Bakers association says laser marking product passes tests

By staff reporter

- Last updated on GMT

Related tags Baker Bakery

The American Bakers Association (ABA) has successfully tested laser
marking for inscribing variable information on polyethylene bread
bags, according to the manufacturer of a coding product.

Many bakeries use laser equipment for the coding and marking of boxes. However marking bags consistently is more difficult due to the variable height and shape of bakery products.

Packmark claims the adoption of its DataLase process for bag marking by bakers would significantly reduce maintenance by standardising on one marking method across arange of applications.

"Air emissions from many of the inks and inkjet fluids involved in current bag marking processes contain a sufficient amount of air pollutants to trigger burdensome US Environmental Protection Agency requirements,"​ the company claimed. " The use of DataLase Packmark eliminates these emissions."

The benefits include increased productivity and image stability for brand protection, the company said. Packmark can be used with flexible packaging, paper, board, plastics and metals.

Anne Giesecke, the ABA's vice president for policy analysis said the product would help its members meet environmental regulations and lower maintenance costs.

"DataLase Packmarkrepresents a significant step forward in meeting the increasing need for a greater amount of variable information to be applied to bread bags,"​ she stated as quoted in a company press release. "That it achieves this in compliance with environmental laws and lower maintenance costs is positive."

In four field trials conducted by the ABA at a variety of bakeries, the time, date and expiration codes were laser marked on a blank white panel on the top and end of the bags.
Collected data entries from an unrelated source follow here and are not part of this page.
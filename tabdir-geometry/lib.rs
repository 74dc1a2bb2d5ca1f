//! Integer pixel geometry used for widget layout.
//!
//! Rectangles follow the usual raster convention: `left`/`top` are inclusive,
//! `right`/`bottom` are exclusive (`right = x + width`). All helpers are pure
//! and total.

use serde::{
  Deserialize,
  Serialize,
};

/// A point in pixel coordinates.
#[derive(Debug, Clone, Copy, Default, PartialEq, Eq, Hash, Serialize, Deserialize)]
pub struct Point {
  pub x: i32,
  pub y: i32,
}

impl Point {
  pub const fn new(x: i32, y: i32) -> Self {
    Self { x, y }
  }

  /// The point moved by `(dx, dy)`.
  pub const fn offset(self, dx: i32, dy: i32) -> Self {
    Self::new(self.x + dx, self.y + dy)
  }
}

/// A width/height pair.
#[derive(Debug, Clone, Copy, Default, PartialEq, Eq, Hash, Serialize, Deserialize)]
pub struct Size {
  pub width:  i32,
  pub height: i32,
}

impl Size {
  pub const fn new(width: i32, height: i32) -> Self {
    Self { width, height }
  }

  /// Swap width and height.
  pub const fn transposed(self) -> Self {
    Self::new(self.height, self.width)
  }

  pub const fn is_empty(self) -> bool {
    self.width <= 0 || self.height <= 0
  }
}

/// Independent spacing for each side of a rectangle.
#[derive(Debug, Clone, Copy, Default, PartialEq, Eq, Hash, Serialize, Deserialize)]
pub struct Padding {
  pub left:   i32,
  pub top:    i32,
  pub right:  i32,
  pub bottom: i32,
}

impl Padding {
  pub const fn new(left: i32, top: i32, right: i32, bottom: i32) -> Self {
    Self {
      left,
      top,
      right,
      bottom,
    }
  }

  /// Same padding on every side.
  pub const fn all(value: i32) -> Self {
    Self::new(value, value, value, value)
  }

  /// Combined left and right padding.
  pub const fn horizontal(self) -> i32 {
    self.left + self.right
  }

  /// Combined top and bottom padding.
  pub const fn vertical(self) -> i32 {
    self.top + self.bottom
  }
}

/// An axis-aligned rectangle.
#[derive(Debug, Clone, Copy, Default, PartialEq, Eq, Hash, Serialize, Deserialize)]
pub struct Rect {
  pub x:      i32,
  pub y:      i32,
  pub width:  i32,
  pub height: i32,
}

impl Rect {
  pub const fn new(x: i32, y: i32, width: i32, height: i32) -> Self {
    Self {
      x,
      y,
      width,
      height,
    }
  }

  /// A rectangle at the origin with the given size.
  pub const fn from_size(size: Size) -> Self {
    Self::new(0, 0, size.width, size.height)
  }

  pub const fn left(self) -> i32 {
    self.x
  }

  pub const fn top(self) -> i32 {
    self.y
  }

  pub const fn right(self) -> i32 {
    self.x + self.width
  }

  pub const fn bottom(self) -> i32 {
    self.y + self.height
  }

  pub const fn size(self) -> Size {
    Size::new(self.width, self.height)
  }

  pub const fn is_empty(self) -> bool {
    self.width <= 0 || self.height <= 0
  }

  /// Whether `(x, y)` lies inside, with the right and bottom edges excluded.
  pub const fn contains(self, x: i32, y: i32) -> bool {
    x >= self.left() && x < self.right() && y >= self.top() && y < self.bottom()
  }

  // --- Corners -----------------------------------------------------------

  pub const fn top_left(self) -> Point {
    Point::new(self.left(), self.top())
  }

  pub const fn top_right(self) -> Point {
    Point::new(self.right(), self.top())
  }

  pub const fn bottom_left(self) -> Point {
    Point::new(self.left(), self.bottom())
  }

  pub const fn bottom_right(self) -> Point {
    Point::new(self.right(), self.bottom())
  }

  // --- Inflate / deflate -------------------------------------------------

  /// Grow by `dx` on the left and right and by `dy` on the top and bottom.
  /// Negative values shrink.
  pub const fn inflated(self, dx: i32, dy: i32) -> Self {
    Self::new(
      self.x - dx,
      self.y - dy,
      self.width + 2 * dx,
      self.height + 2 * dy,
    )
  }

  pub const fn inflated_by_size(self, size: Size) -> Self {
    self.inflated(size.width, size.height)
  }

  pub const fn inflated_by_padding(self, padding: Padding) -> Self {
    Self::new(
      self.x - padding.left,
      self.y - padding.top,
      self.width + padding.horizontal(),
      self.height + padding.vertical(),
    )
  }

  /// Shrink by `dx` on the left and right and by `dy` on the top and bottom.
  pub const fn deflated(self, dx: i32, dy: i32) -> Self {
    Self::new(
      self.x + dx,
      self.y + dy,
      self.width - 2 * dx,
      self.height - 2 * dy,
    )
  }

  pub const fn deflated_by_size(self, size: Size) -> Self {
    self.deflated(size.width, size.height)
  }

  pub const fn deflated_by_padding(self, padding: Padding) -> Self {
    Self::new(
      self.x + padding.left,
      self.y + padding.top,
      self.width - padding.horizontal(),
      self.height - padding.vertical(),
    )
  }

  /// The outline to stroke for a one pixel border that stays inside this
  /// rectangle.
  ///
  /// Stroking a `w x h` outline touches `w + 1` columns and `h + 1` rows, so
  /// the outline is shrunk by one pixel on the right and bottom.
  pub const fn stroke_fixed(self) -> Self {
    Self::new(self.x, self.y, self.width - 1, self.height - 1)
  }
}

#[cfg(test)]
mod tests {
  use super::*;

  #[test]
  fn test_corners() {
    let rect = Rect::new(10, 20, 30, 40);
    assert_eq!(rect.top_left(), Point::new(10, 20));
    assert_eq!(rect.top_right(), Point::new(40, 20));
    assert_eq!(rect.bottom_left(), Point::new(10, 60));
    assert_eq!(rect.bottom_right(), Point::new(40, 60));
  }

  #[test]
  fn test_contains_excludes_far_edges() {
    let rect = Rect::new(0, 0, 120, 120);
    assert!(rect.contains(0, 0));
    assert!(rect.contains(119, 119));
    assert!(!rect.contains(120, 0));
    assert!(!rect.contains(0, 120));
    assert!(!rect.contains(-1, 10));
  }

  #[test]
  fn test_inflate_and_deflate() {
    let rect = Rect::new(10, 10, 20, 20);
    assert_eq!(rect.inflated(2, 3), Rect::new(8, 7, 24, 26));
    assert_eq!(rect.deflated(4, 4), Rect::new(14, 14, 12, 12));
    assert_eq!(rect.inflated(-4, -4), rect.deflated(4, 4));
    assert_eq!(rect.inflated_by_size(Size::new(1, 2)), Rect::new(9, 8, 22, 24));
    assert_eq!(rect.deflated_by_size(Size::new(1, 2)), Rect::new(11, 12, 18, 16));
  }

  #[test]
  fn test_padding() {
    let rect = Rect::new(10, 10, 100, 50);
    let padding = Padding::new(1, 2, 3, 4);
    assert_eq!(padding.horizontal(), 4);
    assert_eq!(padding.vertical(), 6);
    assert_eq!(rect.deflated_by_padding(padding), Rect::new(11, 12, 96, 44));
    assert_eq!(rect.inflated_by_padding(padding), Rect::new(9, 8, 104, 56));
    assert_eq!(rect.deflated_by_padding(Padding::all(4)), rect.deflated(4, 4));
  }

  #[test]
  fn test_point_offset() {
    assert_eq!(Point::new(3, 4).offset(-3, 6), Point::new(0, 10));
  }

  #[test]
  fn test_stroke_fixed() {
    assert_eq!(Rect::new(5, 5, 10, 8).stroke_fixed(), Rect::new(5, 5, 9, 7));
  }

  #[test]
  fn test_transposed_size() {
    assert_eq!(Size::new(60, 80).transposed(), Size::new(80, 60));
    assert!(Size::new(0, 10).is_empty());
  }

  // Small coordinates keep the arithmetic away from overflow.
  quickcheck::quickcheck! {
      fn test_deflate_undoes_inflate(x: i16, y: i16, w: i16, h: i16, dx: i8, dy: i8) -> bool {
          let rect = Rect::new(x.into(), y.into(), w.into(), h.into());
          rect.inflated(dx.into(), dy.into()).deflated(dx.into(), dy.into()) == rect
      }

      fn test_padding_round_trips(x: i16, y: i16, w: i16, h: i16, l: i8, t: i8, r: i8, b: i8) -> bool {
          let rect = Rect::new(x.into(), y.into(), w.into(), h.into());
          let padding = Padding::new(l.into(), t.into(), r.into(), b.into());
          rect.inflated_by_padding(padding).deflated_by_padding(padding) == rect
      }

      fn test_inflate_keeps_center(x: i16, y: i16, w: i16, h: i16, dx: i8, dy: i8) -> bool {
          let rect = Rect::new(x.into(), y.into(), w.into(), h.into());
          let grown = rect.inflated(dx.into(), dy.into());
          grown.left() + grown.right() == rect.left() + rect.right()
            && grown.top() + grown.bottom() == rect.top() + rect.bottom()
      }
  }
}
The field trials were conducted as part of a project started by the ABA in February 2005 in response to the regulatory pressure put on bakers and their suppliers by strict environmental and food safety regulations requiring an ever-increasing amount of readable information to appear on baked food packages.

DataLase, one of the companies involved in the tests, said the date and code marking exercse involved 25 bakery companies and results confirmed the suitability of DataLase for use with the bags, commonly used by the industry.

"The success of the experiments additionally demonstrated that there is room for more applications involving the whole gamut of variable data such as security marking, special graphics, nutrition facts panels as well as ingredient and allergen information,"​ the company stated in a press release.

The process requires no ink or ribbons. It combines chemistry, substrate conversion and very low power laser energy for the high speed printing of variable information on primary packaging.